As $x \to \frac{\pi}{4}$ :

The base $\cos x - \sin x \to \cos(\frac{\pi}{4}) - \sin(\frac{\pi}{4}) = \frac{1}{\sqrt{2}} - \frac{1}{\sqrt{2}} = 0$ .

The exponent $x - \frac{\pi}{4} \to \frac{\pi}{4} - \frac{\pi}{4} = 0$ .

So, the limit is of the indeterminate form $0^0$ .

To solve limits of the form $f(x)^{g(x)}$ , we use the property $f(x)^{g(x)} = e^{g(x)\ln f(x)}$ .

Let $L = \lim_{x \to \frac{\pi}{4}}(\cos x - \sin x)^{(x-\frac{\pi}{4})}$ .

Then $\ln L = \lim_{x \to \frac{\pi}{4}} (x-\frac{\pi}{4}) \ln(\cos x - \sin x)$ .

For $\ln(\cos x - \sin x)$ to be defined in real numbers, the argument $(\cos x - \sin x)$ must be positive.

$\cos x - \sin x > 0 \implies \cos x > \sin x$ .

In the vicinity of $x = \frac{\pi}{4}$ , this condition holds for $x < \frac{\pi}{4}$ . Therefore, we must consider the left-hand limit, i.e., $\lim_{x \to (\frac{\pi}{4})^-}$ .

Let $x = \frac{\pi}{4} - h$ , where $h \to 0^+$ .

Then $x - \frac{\pi}{4} = -h$ .

And $\cos x - \sin x = \cos(\frac{\pi}{4} - h) - \sin(\frac{\pi}{4} - h)$ .

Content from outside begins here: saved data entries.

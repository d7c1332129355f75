//! Reliability patterns for backend communication.
//!
//! Provides exponential backoff for idempotent subscription reads.

mod retry;

pub use retry::{RetryPolicy, is_retryable, retry_with_backoff};
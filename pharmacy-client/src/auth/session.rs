//! Session data types.

use std::fmt;

use serde::{Deserialize, Serialize};
use zeroize::{Zeroize, ZeroizeOnDrop};

use crate::subscription::PharmacyId;

/// A bearer credential that is wiped from memory when dropped.
///
/// `Debug` never prints the value.
#[derive(Clone, PartialEq, Eq, Zeroize, ZeroizeOnDrop)]
pub struct SecretToken(String);

impl SecretToken {
    /// Wraps a token value.
    #[must_use]
    pub fn new(value: impl Into<String>) -> Self {
        Self(value.into())
    }

    /// Returns the raw token for use in an `Authorization` header.
    #[must_use]
    pub fn expose(&self) -> &str {
        &self.0
    }
}

impl fmt::Debug for SecretToken {
    fn fmt(&self, f: &mut fmt::Formatter<'_>) -> fmt::Result {
        f.write_str("SecretToken([REDACTED])")
    }
}

/// Role of a signed-in user.
#[derive(Debug, Clone, Copy, PartialEq, Eq, Hash, Serialize, Deserialize)]
#[serde(rename_all = "SCREAMING_SNAKE_CASE")]
pub enum Role {
    /// Platform administrator, not attached to any pharmacy.
    Admin,
    /// Pharmacy owner.
    Owner,
    /// Branch or pharmacy manager.
    Manager,
    /// Pharmacist.
    Pharmacist,
    /// Point-of-sale operator.
    Cashier,
    /// Any role this client does not know about.
    #[serde(other)]
    Other,
}

impl Role {
    /// Whether this is the platform-wide administrator.
    #[must_use]
    pub const fn is_platform_admin(self) -> bool {
        matches!(self, Self::Admin)
    }
}

/// Profile snapshot returned by the backend at login.
#[derive(Debug, Clone, PartialEq, Eq, Serialize, Deserialize)]
#[serde(rename_all = "camelCase")]
pub struct UserProfile {
    /// User id.
    pub id: String,
    /// Display name.
    #[serde(default)]
    pub name: Option<String>,
    /// Login e-mail.
    pub email: String,
    /// Role within the platform.
    pub role: Role,
    /// Tenant the user belongs to. Absent for platform administrators.
    #[serde(default)]
    pub pharmacy_id: Option<PharmacyId>,
}

/// Credentials and profile held by the session manager.
#[derive(Debug, Clone, Default)]
pub struct Session {
    /// Short-lived bearer credential.
    pub access_token: Option<SecretToken>,
    /// Longer-lived credential used to mint new access tokens.
    pub refresh_token: Option<SecretToken>,
    /// Profile of the signed-in user.
    pub user: Option<UserProfile>,
}

impl Session {
    /// Whether neither token is present.
    #[must_use]
    pub fn is_empty(&self) -> bool {
        self.access_token.is_none() && self.refresh_token.is_none()
    }
}

/// Authentication state published to observers.
#[derive(Debug, Clone, Copy, PartialEq, Eq)]
pub enum AuthStatus {
    /// No session.
    SignedOut,
    /// A session is held. It may still need a refresh before use.
    SignedIn,
    /// The session was terminated because it could not be refreshed.
    Expired,
}

/// Body of the login response.
#[derive(Deserialize)]
pub(crate) struct LoginResponse {
    #[serde(alias = "accessToken")]
    pub access_token: String,
    #[serde(alias = "refreshToken")]
    pub refresh_token: String,
    pub user: UserProfile,
}

/// Body of the refresh response. The refresh token may or may not rotate.
#[derive(Deserialize)]
pub(crate) struct RefreshResponse {
    #[serde(alias = "accessToken")]
    pub access_token: String,
    #[serde(default, alias = "refreshToken")]
    pub refresh_token: Option<String>,
}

Using the compound angle formulas:

$\cos(\frac{\pi}{4} - h) = \cos\frac{\pi}{4}\cos h + \sin\frac{\pi}{4}\sin h = \frac{1}{\sqrt{2}}(\cos h + \sin h)$ .

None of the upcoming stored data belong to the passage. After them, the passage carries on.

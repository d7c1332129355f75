//! Backend endpoint paths.
//!
//! Paths are relative to the API base (`base_url` + `api_prefix`). Each one
//! may be overridden in the `[endpoints]` table of the configuration file.

use serde::Deserialize;

use crate::error::{ClientError, Result};

/// Backend endpoint paths.
///
/// # Examples
///
/// ```
/// use pharmacy_client::endpoints::Endpoints;
///
/// let endpoints = Endpoints::default();
/// assert_eq!(endpoints.login, "/auth/login");
/// assert_eq!(
///     endpoints.current_subscription_for("ph-1"),
///     "/subscriptions/current?pharmacyId=ph-1"
/// );
/// ```
#[derive(Debug, Clone, Deserialize, PartialEq, Eq)]
#[serde(default)]
pub struct Endpoints {
    /// Credential exchange.
    pub login: String,
    /// Refresh-token exchange.
    pub refresh: String,
    /// Server-side session invalidation.
    pub logout: String,
    /// Current subscription of a pharmacy.
    pub current_subscription: String,
    /// Past subscriptions of a pharmacy.
    pub history: String,
    /// Purchasable plans.
    pub plans: String,
    /// Plan change.
    pub change_plan: String,
    /// Cancellation.
    pub cancel: String,
    /// Renewal.
    pub renew: String,
    /// Free trial start.
    pub start_trial: String,
}

impl Default for Endpoints {
    fn default() -> Self {
        Self {
            login: "/auth/login".to_owned(),
            refresh: "/auth/refresh-token".to_owned(),
            logout: "/auth/logout".to_owned(),
            current_subscription: "/subscriptions/current".to_owned(),
            history: "/subscriptions/history".to_owned(),
            plans: "/subscriptions/plans".to_owned(),
            change_plan: "/subscriptions/change-plan".to_owned(),
            cancel: "/subscriptions/cancel".to_owned(),
            renew: "/subscriptions/renew".to_owned(),
            start_trial: "/subscriptions/start-trial".to_owned(),
        }
    }
}

impl Endpoints {
    /// Validates every path.
    ///
    /// # Errors
    ///
    /// Returns [`ClientError::ConfigError`] naming the first path that does not
    /// start with `/`, contains `..` or `//`, or carries a query string.
    pub fn validate(&self) -> Result<()> {
        for (name, path) in self.named() {
            if !path.starts_with('/') {
                return Err(ClientError::ConfigError(format!(
                    "endpoints.{name} must start with '/': {path}"
                )));
            }
            if path.contains("..") || path.contains("//") || path.contains('?') {
                return Err(ClientError::ConfigError(format!(
                    "endpoints.{name} contains forbidden sequence: {path}"
                )));
            }
        }
        Ok(())
    }

    /// Current-subscription path scoped to a pharmacy.
    #[must_use]
    pub fn current_subscription_for(&self, pharmacy_id: &str) -> String {
        with_query(&self.current_subscription, &[("pharmacyId", pharmacy_id)])
    }

    /// History path scoped to a pharmacy.
    #[must_use]
    pub fn history_for(&self, pharmacy_id: &str) -> String {
        with_query(&self.history, &[("pharmacyId", pharmacy_id)])
    }

    fn named(&self) -> [(&'static str, &str); 10] {
        [
            ("login", self.login.as_str()),
            ("refresh", self.refresh.as_str()),
            ("logout", self.logout.as_str()),
            ("current_subscription", self.current_subscription.as_str()),
            ("history", self.history.as_str()),
            ("plans", self.plans.as_str()),
            ("change_plan", self.change_plan.as_str()),
            ("cancel", self.cancel.as_str()),
            ("renew", self.renew.as_str()),
            ("start_trial", self.start_trial.as_str()),
        ]
    }
}

/// Appends URL-encoded query parameters to a path.
#[must_use]
pub fn with_query(path: &str, params: &[(&str, &str)]) -> String {
    if params.is_empty() {
        return path.to_owned();
    }
    let query = url::form_urlencoded::Serializer::new(String::new()).extend_pairs(params).finish();
    format!("{path}?{query}")
}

$\sin(\frac{\pi}{4} - h) = \sin\frac{\pi}{4}\cos h - \cos\frac{\pi}{4}\sin h = \frac{1}{\sqrt{2}}(\cos h - \sin h)$ .

Substituting these into the expression for the base:

$\cos x - \sin x = \frac{1}{\sqrt{2}}(\cos h + \sin h) - \frac{1}{\sqrt{2}}(\cos h - \sin h)$ $= \frac{1}{\sqrt{2}}(\cos h + \sin h - \cos h + \sin h)$ $= \frac{1}{\sqrt{2}}(2\sin h) = \sqrt{2}\sin h$ .

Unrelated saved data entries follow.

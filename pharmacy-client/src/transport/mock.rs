//! Scripted in-memory transport for unit tests.

use std::{
    collections::{HashMap, VecDeque},
    sync::Mutex,
    time::Duration,
};

use serde_json::Value;

use super::{RequestContext, Transport, TransportResponse, sealed};
use crate::error::{ClientError, Result};

/// Scripted reply for one request.
#[derive(Debug, Clone)]
pub(crate) enum MockReply {
    /// Respond with a status and JSON body.
    Json(u16, Value),
    /// Fail without a response.
    NetworkError,
    /// Wait, then produce the inner reply.
    Delayed(Duration, Box<MockReply>),
}

impl MockReply {
    pub(crate) fn ok(body: Value) -> Self {
        Self::Json(200, body)
    }

    pub(crate) fn status(status: u16) -> Self {
        Self::Json(status, serde_json::json!({ "statusCode": status, "message": "error" }))
    }

    pub(crate) fn error(status: u16, message: &str) -> Self {
        Self::Json(status, serde_json::json!({ "statusCode": status, "message": message }))
    }

    pub(crate) fn delayed(self, delay: Duration) -> Self {
        Self::Delayed(delay, Box::new(self))
    }
}

/// A request observed by the mock.
#[derive(Debug, Clone)]
pub(crate) struct RecordedCall {
    pub method: &'static str,
    pub route: String,
    pub query: Option<String>,
    pub bearer: Option<String>,
    pub body: Option<Value>,
}

#[derive(Debug, Default)]
struct Route {
    queue: VecDeque<MockReply>,
    fallback: Option<MockReply>,
}

/// Transport that answers from per-route scripts.
///
/// Each route consumes queued replies in order, then repeats its fallback,
/// then answers 404.
#[derive(Debug, Default)]
pub(crate) struct MockTransport {
    routes: Mutex<HashMap<String, Route>>,
    calls: Mutex<Vec<RecordedCall>>,
}

impl sealed::private::Sealed for MockTransport {}

impl MockTransport {
    pub(crate) fn new() -> Self {
        Self::default()
    }

    /// Queues a one-shot reply for `route`.
    pub(crate) fn push(&self, route: &str, reply: MockReply) -> &Self {
        self.routes.lock().unwrap().entry(route.to_owned()).or_default().queue.push_back(reply);
        self
    }

    /// Sets the reply used once the queue for `route` is drained.
    pub(crate) fn always(&self, route: &str, reply: MockReply) -> &Self {
        self.routes.lock().unwrap().entry(route.to_owned()).or_default().fallback = Some(reply);
        self
    }

    pub(crate) fn calls(&self) -> Vec<RecordedCall> {
        self.calls.lock().unwrap().clone()
    }

    pub(crate) fn calls_to(&self, route: &str) -> Vec<RecordedCall> {
        self.calls().into_iter().filter(|c| c.route == route).collect()
    }

    pub(crate) fn count(&self, route: &str) -> usize {
        self.calls_to(route).len()
    }

    fn next_reply(&self, route: &str) -> MockReply {
        let mut routes = self.routes.lock().unwrap();
        routes
            .get_mut(route)
            .and_then(|r| r.queue.pop_front().or_else(|| r.fallback.clone()))
            .unwrap_or_else(|| MockReply::status(404))
    }
}

impl Transport for MockTransport {
    async fn send<'a>(&'a self, ctx: RequestContext<'a>) -> Result<TransportResponse> {
        let (route, query) = match ctx.path.split_once('?') {
            Some((route, query)) => (route.to_owned(), Some(query.to_owned())),
            None => (ctx.path.to_owned(), None),
        };

        self.calls.lock().unwrap().push(RecordedCall {
            method: ctx.method.as_str(),
            route: route.clone(),
            query,
            bearer: ctx.bearer.map(str::to_owned),
            body: ctx.body.and_then(|b| serde_json::from_slice(b).ok()),
        });

        let mut reply = self.next_reply(&route);
        loop {
            match reply {
                MockReply::Json(status, body) => {
                    let body = serde_json::to_vec(&body).unwrap();
                    return Ok(TransportResponse { status, body, headers: vec![] });
                }
                MockReply::NetworkError => {
                    return Err(ClientError::TransportError("connection refused".to_owned()));
                }
                MockReply::Delayed(delay, inner) => {
                    tokio::time::sleep(delay).await;
                    reply = *inner;
                }
            }
        }
    }

    fn protocol_name(&self) -> &'static str {
        "mock"
    }
}
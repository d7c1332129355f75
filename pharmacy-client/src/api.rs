//! Authenticated request description and status mapping.

use uuid::Uuid;

use crate::{
    error::ClientError,
    transport::{HttpMethod, TransportResponse},
};

/// A backend request issued through the session manager.
///
/// The manager supplies credentials and correlation id; the request only
/// describes what to send.
#[derive(Debug, Clone)]
pub struct ApiRequest<'a> {
    /// HTTP method.
    pub method: HttpMethod,
    /// Path relative to the API base, including any query string.
    pub path: &'a str,
    /// JSON body.
    pub body: Option<&'a [u8]>,
    /// Correlation id sent as `X-Request-Id`, reused on the retry after a refresh.
    pub request_id: Uuid,
}

impl<'a> ApiRequest<'a> {
    /// A GET request.
    #[must_use]
    pub fn get(path: &'a str) -> Self {
        Self { method: HttpMethod::Get, path, body: None, request_id: Uuid::new_v4() }
    }

    /// A POST request with a JSON body.
    #[must_use]
    pub fn post(path: &'a str, body: &'a [u8]) -> Self {
        Self { method: HttpMethod::Post, path, body: Some(body), request_id: Uuid::new_v4() }
    }

    /// Sets the correlation id, e.g. to match an audit entry.
    #[must_use]
    pub fn with_request_id(mut self, request_id: Uuid) -> Self {
        self.request_id = request_id;
        self
    }
}

/// Maps a non-success response to the matching error.
///
/// 401 is not expected here: the session manager consumes it. It still maps
/// to [`ClientError::Unauthorized`] for completeness.
pub fn error_for_status(response: &TransportResponse) -> ClientError {
    let message = response.message();
    match response.status {
        400 | 422 => ClientError::BadRequest(message),
        401 => ClientError::Unauthorized,
        403 => ClientError::AccessDenied(message),
        404 => ClientError::NotFound(message),
        status => ClientError::BackendError { status, message },
    }
}
//! Pharmacy shell: runs the session and subscription client from the
//! command line.
//!
//! ```text
//! pharmacy-shell [config.toml]
//! ```
//!
//! The configuration path falls back to `PHARMACY_CONFIG`, then to
//! `pharmacy.toml`. When no persisted session can be revived, credentials are
//! read from `PHARMACY_EMAIL` and `PHARMACY_PASSWORD`.
//!
//! The shell keeps the session alive in the background until Ctrl+C.

mod observability;

use std::{env, process::ExitCode};

use pharmacy_client::{
    ClientError, PharmacyClient, Result, auth::UserProfile, config::ClientConfig,
    subscription::SubscriptionView,
};
use tokio::signal;
use zeroize::Zeroizing;

use crate::observability::{LogFormat, init_observability};

const DEFAULT_CONFIG: &str = "pharmacy.toml";

#[tokio::main]
async fn main() -> ExitCode {
    init_observability(LogFormat::from_env());

    match run().await {
        Ok(()) => ExitCode::SUCCESS,
        Err(e) => {
            tracing::error!(error = %e, "Pharmacy shell failed");
            ExitCode::FAILURE
        }
    }
}

async fn run() -> Result<()> {
    let config_path = env::args()
        .nth(1)
        .or_else(|| env::var("PHARMACY_CONFIG").ok())
        .unwrap_or_else(|| DEFAULT_CONFIG.to_owned());
    tracing::info!(path = %config_path, "Loading configuration");

    let config = ClientConfig::from_file(&config_path)?;
    let client = PharmacyClient::from_config(&config)?;

    let user = if client.initialize().await {
        match client.session().current_user().await {
            Some(user) => {
                tracing::info!(user_id = %user.id, "Resumed persisted session");
                user
            }
            None => sign_in(&client).await?,
        }
    } else {
        sign_in(&client).await?
    };

    let scheduler = client.start_refresh();

    match &user.pharmacy_id {
        Some(pharmacy_id) => {
            let view = client.subscriptions().view(pharmacy_id, user.role).await;
            print_view(&view);
        }
        None => println!("Signed in as platform administrator; no pharmacy subscription."),
    }

    tracing::info!("Session active, press Ctrl+C to exit");
    shutdown_signal().await;

    scheduler.stop().await;
    Ok(())
}

async fn sign_in(client: &PharmacyClient) -> Result<UserProfile> {
    let email = env::var("PHARMACY_EMAIL").map_err(|_| {
        ClientError::ConfigError("no stored session; set PHARMACY_EMAIL and PHARMACY_PASSWORD".to_owned())
    })?;
    let password = Zeroizing::new(env::var("PHARMACY_PASSWORD").map_err(|_| {
        ClientError::ConfigError("PHARMACY_PASSWORD is not set".to_owned())
    })?);

    client.session().login(&email, &password).await
}

fn print_view(view: &SubscriptionView) {
    match view {
        SubscriptionView::Current { subscription, actions } => {
            let plan = subscription.plan.as_ref().map_or(subscription.plan_id.as_str(), |p| p.name.as_str());
            println!("Plan:     {plan}");
            println!("Status:   {}", subscription.status);
            println!("Renews:   {}", subscription.current_period_end.format("%Y-%m-%d"));
            let actions: Vec<String> = actions.iter().map(|a| format!("{a:?}")).collect();
            println!("Actions:  {}", actions.join(", "));
        }
        SubscriptionView::NoSubscription { offer_trial: true } => {
            println!("No subscription yet. A free trial is available.");
        }
        SubscriptionView::NoSubscription { offer_trial: false } => {
            println!("No subscription.");
        }
        SubscriptionView::AccessDenied => println!("Access denied to this pharmacy's subscription."),
        SubscriptionView::SignInRequired => println!("Session expired, please sign in again."),
        SubscriptionView::Unavailable { retryable } => {
            println!("Subscription unavailable{}.", if *retryable { ", try again later" } else { "" });
        }
    }
}

async fn shutdown_signal() {
    let ctrl_c = async {
        if let Err(e) = signal::ctrl_c().await {
            tracing::error!(error = %e, "Failed to install Ctrl+C handler");
            std::future::pending::<()>().await;
        }
    };

    #[cfg(unix)]
    let terminate = async {
        match signal::unix::signal(signal::unix::SignalKind::terminate()) {
            Ok(mut stream) => {
                stream.recv().await;
            }
            Err(e) => {
                tracing::error!(error = %e, "Failed to install terminate handler");
                std::future::pending::<()>().await;
            }
        }
    };

    #[cfg(not(unix))]
    let terminate = std::future::pending::<()>();

    tokio::select! {
        () = ctrl_c => tracing::info!("Received Ctrl+C signal, shutting down"),
        () = terminate => tracing::info!("Received terminate signal, shutting down"),
    }
}
//! Transport abstraction layer.
//!
//! This module provides a sealed [`Transport`] trait that the session manager
//! sends every backend request through. The transport only moves bytes: it
//! attaches the bearer credential and correlation id it is given and reports
//! the status code it got back. Status interpretation (401 refresh, 403 access
//! denied, 404 empty subscription) lives in the layers above.
//!
//! # Architecture
//!
//! - **Transport**: protocol mechanics (reqwest, connection pooling, timeouts)
//! - **`SessionManager`**: credentials, refresh-and-retry, status mapping
//! - **`SubscriptionController`**: subscription semantics
//!
//! # Examples
//!
//! ```rust,no_run
//! use pharmacy_client::transport::{HttpMethod, HttpTransport, RequestContext, Transport};
//!
//! # async fn example() -> pharmacy_client::error::Result<()> {
//! let transport = HttpTransport::new("https://api.pharmacy.example/api")?;
//!
//! let ctx = RequestContext::new(HttpMethod::Get, "/subscriptions/plans");
//! let response = transport.send(ctx).await?;
//! println!("Status: {}", response.status);
//! # Ok(())
//! # }
//! ```

#[allow(
    redundant_imports,
    reason = "Future needed for RPITIT despite being in Edition 2024 prelude"
)]
use std::future::Future;

use serde::de::DeserializeOwned;
use uuid::Uuid;

use crate::error::{ClientError, Result};

pub mod config;
pub mod http;
#[cfg(test)]
pub(crate) mod mock;
mod sealed;

pub use config::{HttpConfig, HttpVersion};
pub use http::HttpTransport;

/// HTTP method of a backend request.
#[derive(Debug, Clone, Copy, PartialEq, Eq)]
pub enum HttpMethod {
    /// GET
    Get,
    /// POST
    Post,
}

impl HttpMethod {
    /// Returns the method name as sent on the wire.
    #[must_use]
    pub const fn as_str(self) -> &'static str {
        match self {
            Self::Get => "GET",
            Self::Post => "POST",
        }
    }
}

/// Request context for transport operations.
///
/// `path` is relative to the API base and may carry a query string.
#[derive(Debug, Clone)]
pub struct RequestContext<'a> {
    /// HTTP method.
    pub method: HttpMethod,
    /// Request path including query (e.g. "/subscriptions/current?pharmacyId=ph-1").
    pub path: &'a str,
    /// Bearer credential for the `Authorization` header.
    pub bearer: Option<&'a str>,
    /// JSON request body.
    pub body: Option<&'a [u8]>,
    /// Correlation id sent as `X-Request-Id`.
    pub request_id: Uuid,
}

impl<'a> RequestContext<'a> {
    /// Creates an unauthenticated request without body and with a fresh request id.
    #[must_use]
    pub fn new(method: HttpMethod, path: &'a str) -> Self {
        Self { method, path, bearer: None, body: None, request_id: Uuid::new_v4() }
    }

    /// Sets the bearer credential.
    #[must_use]
    pub fn with_bearer(mut self, token: &'a str) -> Self {
        self.bearer = Some(token);
        self
    }

    /// Sets the JSON body.
    #[must_use]
    pub fn with_body(mut self, body: &'a [u8]) -> Self {
        self.body = Some(body);
        self
    }

    /// Sets the correlation id.
    #[must_use]
    pub fn with_request_id(mut self, request_id: Uuid) -> Self {
        self.request_id = request_id;
        self
    }
}

/// Response from transport operations.
///
/// Non-2xx responses are returned as values, not errors.
#[derive(Debug)]
pub struct TransportResponse {
    /// HTTP status code.
    pub status: u16,
    /// Raw response body bytes.
    pub body: Vec<u8>,
    /// Response headers.
    pub headers: Vec<(String, String)>,
}

impl TransportResponse {
    /// Whether the status is 2xx.
    #[must_use]
    pub fn is_success(&self) -> bool {
        (200..300).contains(&self.status)
    }

    /// Whether the body is empty or the JSON literal `null`.
    #[must_use]
    pub fn is_null(&self) -> bool {
        let trimmed = self.body.trim_ascii();
        trimmed.is_empty() || trimmed == b"null"
    }

    /// Decodes the body as JSON.
    ///
    /// # Errors
    ///
    /// Returns [`ClientError::InvalidResponse`] if the body does not match `T`.
    pub fn json<T: DeserializeOwned>(&self) -> Result<T> {
        serde_json::from_slice(&self.body)
            .map_err(|e| ClientError::InvalidResponse(format!("status {}: {e}", self.status)))
    }

    /// Extracts a human-readable error message from the body.
    ///
    /// Understands `{"message": "..."}` and `{"message": ["...", "..."]}`,
    /// falling back to the raw body text.
    #[must_use]
    pub fn message(&self) -> String {
        if let Ok(value) = serde_json::from_slice::<serde_json::Value>(&self.body) {
            match value.get("message") {
                Some(serde_json::Value::String(msg)) => return msg.clone(),
                Some(serde_json::Value::Array(items)) => {
                    let joined: Vec<&str> =
                        items.iter().filter_map(serde_json::Value::as_str).collect();
                    if !joined.is_empty() {
                        return joined.join("; ");
                    }
                }
                _ => {}
            }
        }
        String::from_utf8_lossy(&self.body).trim().to_owned()
    }
}

/// Transport protocol abstraction.
///
/// This trait is sealed: only implementations within this crate are allowed,
/// so every implementation applies the same header validation and never logs
/// credentials.
///
/// # Protocol Support
///
/// | Protocol | Implementation |
/// |----------|----------------|
/// | HTTP/1.1 | `HttpTransport` |
/// | HTTP/2   | `HttpTransport` |
pub trait Transport: sealed::private::Sealed + Send + Sync {
    /// Executes a request and returns the raw response.
    ///
    /// # Errors
    ///
    /// Returns error only if no response was received (network failure,
    /// timeout) or the request was rejected before sending.
    fn send<'a>(
        &'a self,
        ctx: RequestContext<'a>,
    ) -> impl Future<Output = Result<TransportResponse>> + Send + 'a;

    /// Returns the protocol name for logging.
    fn protocol_name(&self) -> &'static str;
}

Now, substitute these into the limit expression for $\ln L$ :

$\ln L = \lim_{h \to 0^+} (-h) \ln(\sqrt{2}\sin h)$ .

Using logarithm properties, $\ln(AB) = \ln A + \ln B$ :

$\ln L = \lim_{h \to 0^+} (-h) [\ln\sqrt{2} + \ln(\sin h)]$ .

$\ln L = \lim_{h \to 0^+} [-h\ln\sqrt{2} - h\ln(\sin h)]$ .

We evaluate each term separately:

$\lim_{h \to 0^+} (-h\ln\sqrt{2}) = 0 \times \ln\sqrt{2} = 0$ .
$\lim_{h \to 0^+} (-h\ln(\sin h))$ . This is of the form $0 \times (-\infty)$ as $h \to 0^+$ and $\sin h \to 0^+$ , so $\ln(\sin h) \to -\infty$ .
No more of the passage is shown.